### Supplied data
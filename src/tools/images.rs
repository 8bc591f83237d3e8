//! Images to PDF, and image rotation.
//!
//! Each image becomes one page. The image is re-encoded as JPEG, embedded as
//! a `DCTDecode` XObject, scaled to fit the page with its aspect ratio kept,
//! and centred. An image that cannot be decoded leaves its page blank and
//! the rest of the batch carries on.

use crate::artifact::{self, OutputArtifact};
use crate::config::PageLayout;
use crate::error::WorkbenchError;
use crate::pipeline::{encode, pages};
use crate::source::SourceFile;
use image::DynamicImage;
use lopdf::content::{Content, Operation};
use lopdf::{Dictionary, Document, Object, ObjectId, Stream};
use std::io::Cursor;
use tracing::{debug, info, warn};

/// Default output name.
pub const DEFAULT_PDF_NAME: &str = "images.pdf";

/// Options for [`images_to_pdf`].
#[derive(Debug, Clone, PartialEq)]
pub struct ImagesToPdfOptions {
    pub layout: PageLayout,
    /// JPEG quality for embedded images in `0.0..=1.0`. Default: 0.8.
    pub quality: f32,
    /// Output name; `.pdf` is appended when missing.
    pub filename: String,
}

impl Default for ImagesToPdfOptions {
    fn default() -> Self {
        Self {
            layout: PageLayout::default(),
            quality: 0.8,
            filename: DEFAULT_PDF_NAME.to_string(),
        }
    }
}

impl ImagesToPdfOptions {
    fn output_name(&self) -> String {
        let name = self.filename.trim();
        if name.is_empty() {
            DEFAULT_PDF_NAME.to_string()
        } else if name.ends_with(".pdf") {
            name.to_string()
        } else {
            format!("{name}.pdf")
        }
    }

    fn jpeg_quality(&self) -> u8 {
        (self.quality.clamp(0.01, 1.0) * 100.0).round() as u8
    }
}

/// Result of [`images_to_pdf`].
#[derive(Debug, Clone)]
pub struct ImagePdf {
    pub artifact: OutputArtifact,
    /// Names of inputs that could not be decoded; their pages are blank.
    pub skipped: Vec<String>,
}

/// Build a PDF with one page per image, in order.
pub fn images_to_pdf(
    images: &[SourceFile],
    options: &ImagesToPdfOptions,
) -> Result<ImagePdf, WorkbenchError> {
    if images.is_empty() {
        return Err(WorkbenchError::DocumentFailed("no image files provided".into()));
    }

    let (page_w, page_h) = options.layout.dimensions_pt();
    let quality = options.jpeg_quality();

    let mut doc = Document::with_version("1.5");
    let pages_id = doc.new_object_id();
    let mut page_ids = Vec::with_capacity(images.len());
    let mut skipped = Vec::new();

    for file in images {
        let placed = match embed_image(&mut doc, file, quality) {
            Ok(placed) => Some(placed),
            Err(e) => {
                warn!("Leaving page blank for {}: {}", file.name(), e);
                skipped.push(file.name().to_string());
                None
            }
        };
        page_ids.push(add_page(&mut doc, pages_id, (page_w, page_h), placed)?);
    }

    let pages_dict = Dictionary::from_iter(vec![
        ("Type", Object::Name(b"Pages".to_vec())),
        ("Count", Object::Integer(page_ids.len() as i64)),
        (
            "Kids",
            Object::Array(page_ids.iter().map(|&id| Object::Reference(id)).collect()),
        ),
    ]);
    doc.objects.insert(pages_id, Object::Dictionary(pages_dict));

    let catalog_id = doc.add_object(Dictionary::from_iter(vec![
        ("Type", Object::Name(b"Catalog".to_vec())),
        ("Pages", Object::Reference(pages_id)),
    ]));
    doc.trailer.set("Root", Object::Reference(catalog_id));
    doc.compress();

    let bytes = pages::save(&mut doc)?;
    info!(
        "Built {} from {} images ({} skipped, {} bytes)",
        options.output_name(),
        images.len(),
        skipped.len(),
        bytes.len()
    );
    Ok(ImagePdf {
        artifact: artifact::pdf_artifact(options.output_name(), bytes),
        skipped,
    })
}

/// An embedded image XObject and its pixel size.
struct Placed {
    xobject: ObjectId,
    width: u32,
    height: u32,
}

fn embed_image(
    doc: &mut Document,
    file: &SourceFile,
    quality: u8,
) -> Result<Placed, WorkbenchError> {
    let decode_err = |detail: String| WorkbenchError::ImageDecode {
        name: file.name().to_string(),
        detail,
    };

    let img = image::load_from_memory(file.bytes()).map_err(|e| decode_err(e.to_string()))?;
    let (width, height) = (img.width(), img.height());
    if width == 0 || height == 0 {
        return Err(decode_err("image has no pixels".into()));
    }
    let jpeg = encode::encode_jpeg(&img, quality).map_err(|e| decode_err(e.to_string()))?;

    let dict = Dictionary::from_iter(vec![
        ("Type", Object::Name(b"XObject".to_vec())),
        ("Subtype", Object::Name(b"Image".to_vec())),
        ("Width", Object::Integer(i64::from(width))),
        ("Height", Object::Integer(i64::from(height))),
        ("ColorSpace", Object::Name(b"DeviceRGB".to_vec())),
        ("BitsPerComponent", Object::Integer(8)),
        ("Filter", Object::Name(b"DCTDecode".to_vec())),
    ]);
    // Already JPEG; keep Flate off it.
    let xobject = doc.add_object(Stream::new(dict, jpeg).with_compression(false));
    debug!("Embedded {} ({}x{})", file.name(), width, height);

    Ok(Placed {
        xobject,
        width,
        height,
    })
}

fn add_page(
    doc: &mut Document,
    pages_id: ObjectId,
    (page_w, page_h): (f32, f32),
    placed: Option<Placed>,
) -> Result<ObjectId, WorkbenchError> {
    let mut operations = Vec::new();
    let mut resources = Dictionary::new();

    if let Some(p) = placed {
        let (x, y, w, h) = fit_centered(p.width as f32, p.height as f32, page_w, page_h);
        operations = vec![
            Operation::new("q", vec![]),
            Operation::new(
                "cm",
                vec![
                    w.into(),
                    Object::Integer(0),
                    Object::Integer(0),
                    h.into(),
                    x.into(),
                    y.into(),
                ],
            ),
            Operation::new("Do", vec![Object::Name(b"Im0".to_vec())]),
            Operation::new("Q", vec![]),
        ];
        resources.set(
            "XObject",
            Dictionary::from_iter(vec![("Im0", Object::Reference(p.xobject))]),
        );
    }

    let content = Content { operations }
        .encode()
        .map_err(|e| WorkbenchError::DocumentFailed(format!("page content: {e}")))?;
    let content_id = doc.add_object(Stream::new(Dictionary::new(), content));

    let page = Dictionary::from_iter(vec![
        ("Type", Object::Name(b"Page".to_vec())),
        ("Parent", Object::Reference(pages_id)),
        (
            "MediaBox",
            Object::Array(vec![
                Object::Integer(0),
                Object::Integer(0),
                page_w.into(),
                page_h.into(),
            ]),
        ),
        ("Resources", Object::Dictionary(resources)),
        ("Contents", Object::Reference(content_id)),
    ]);
    Ok(doc.add_object(page))
}

/// Scale an `img_w`×`img_h` image to fit a `page_w`×`page_h` page, keeping
/// its aspect ratio, and centre it. Returns `(x, y, width, height)`.
pub fn fit_centered(img_w: f32, img_h: f32, page_w: f32, page_h: f32) -> (f32, f32, f32, f32) {
    let aspect = img_w / img_h;
    let mut w = page_w;
    let mut h = page_w / aspect;
    if h > page_h {
        h = page_h;
        w = page_h * aspect;
    }
    ((page_w - w) / 2.0, (page_h - h) / 2.0, w, h)
}

/// Rotate an image clockwise by `degrees` (a multiple of 90), keeping its
/// name and format.
pub fn rotate_image(file: &SourceFile, degrees: i32) -> Result<OutputArtifact, WorkbenchError> {
    let decode_err = |detail: String| WorkbenchError::ImageDecode {
        name: file.name().to_string(),
        detail,
    };

    let format = image::guess_format(file.bytes()).map_err(|e| decode_err(e.to_string()))?;
    let img = image::load_from_memory_with_format(file.bytes(), format)
        .map_err(|e| decode_err(e.to_string()))?;

    let rotated: DynamicImage = match degrees.rem_euclid(360) {
        0 => img,
        90 => img.rotate90(),
        180 => img.rotate180(),
        270 => img.rotate270(),
        other => {
            return Err(WorkbenchError::InvalidConfig(format!(
                "rotation must be a multiple of 90 degrees, got {other}"
            )))
        }
    };

    let bytes = match format {
        image::ImageFormat::Jpeg => {
            encode::encode_jpeg(&rotated, 95).map_err(|e| decode_err(e.to_string()))?
        }
        other => {
            let mut buf = Vec::new();
            rotated
                .write_to(&mut Cursor::new(&mut buf), other)
                .map_err(|e| decode_err(e.to_string()))?;
            buf
        }
    };

    Ok(OutputArtifact::new(file.name(), file.media_type(), bytes))
}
######
Activity:
Reproduce each line of the material in which the string "Clone" occurs.

Exercise output:
#[derive(Debug, Clone, PartialEq)]
#[derive(Debug, Clone)]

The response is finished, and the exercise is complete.